Young children are God’s gift to adults, so we can relearn important lessons about life and laughter. George and I have been blessed with five grandchildren under six years of age, and we are expecting a sixth grandchild in September. When I am not “Rev. Carol” at St. Alban’s or “Micky” at home, I’m “Gramma” to my three granddaughters. I love reading books to them, and then talking about what the story is about. Dr. Seuss is my very favorite children’s author. This past week, we sat together and read, I had trouble in getting to Solla Sollew, full of Dr. Seuss’ famous rhymes and tongue-twisters. His books always amaze me, for beneath the humorous verse and colorful drawings of his story there lies a life lesson with wisdom for children and adults. This particular story begins with a character with whom we can all identify:
I was real happy and carefree and young
And I lived in a place called the Valley of Vung.
And nothing, not anything ever went wrong
Until…well, one day I was walking along…
Sound familiar? Life is good, but then something goes wrong – an accident, a fall, an illness, a job loss, death of loved one. So we try to be more careful about everything we do – assuming that if we look carefully and do our best, we will avoid any further troubles….
But I learned there are troubles
Of more than one kind,
Some come from ahead
And some from behind.
Something else goes wrong, something unexpected or not planned for. Somethings just can’t be avoided. Some people begin to look for some ideal place, a ideal job, or a new relationship in which they hope they will “never have troubles, at least very few.”
I’m off to the City of Solla Sollew
On the banks of the beautiful River Wah-Hoo,
Where they never have troubles! At least, very few.
The little guy in Dr. Seuss’ book finally realizes he can’t avoid all troubles… We are all just doing the best we know how to be thoughtful, responsible, caring and faithful people. And what was familiar now starts to look pretty good.
Then I started back home
To the Valley of Vung.
Where I know I’ll have troubles.
I’ll, maybe, get stung.
I wonder if Dr. Seuss was really writing and speaking to the adult reading the book to the child?
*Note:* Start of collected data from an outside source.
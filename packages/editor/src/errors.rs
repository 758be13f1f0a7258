//! Error types for the editor

use pagebuilder_document::DocumentError;
use thiserror::Error;

#[derive(Error, Debug)]
pub enum EditorError {
    #[error("Mutation error: {0}")]
    Mutation(#[from] crate::mutations::MutationError),

    #[error("Document error: {0}")]
    Document(#[from] DocumentError),

    #[error("No block is selected")]
    NoSelection,
}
I know I always learn something from a good children’s book. The story reminded me of Psalm 46. In the midst of troubles that we cannot avoid, blizzards, earthquakes, or hurricanes, we are naturally drawn to be with our loved ones, and to remember that God is our refuge and strength, a very present help in times of trouble.
God is our refuge and strength,
a very present help in trouble.
Therefore we will not fear, though the earth should change,
though the mountains shake in the heart of the sea;
though its waters roar and foam,
though the mountains tremble with its tumult.
There is a river whose streams make glad the city of God,
the holy habitation of the Most High.
God is in the midst of the city; it shall not be moved;
God will help it when the morning dawns.
How did I miss this Dr. Seuss gem? It sounds like a must-read, even with grandchildren a long way off. The underlying message reminds me of the Yiddish folktale “Mazel and Schlimazel” — beautifully told by Isaac Bashevis Singer — which we read with Deb when she was small. No matter who we are, we are just one Schlimazel away from trouble. In light of that reality, the words of Psalm 46 are deeply comforting. Thanks for offering them up along with a slice of Seuss!
Simplicity with strong insight. Thanks for the Dr Seuss rhymes, attainable to all ages for times to come.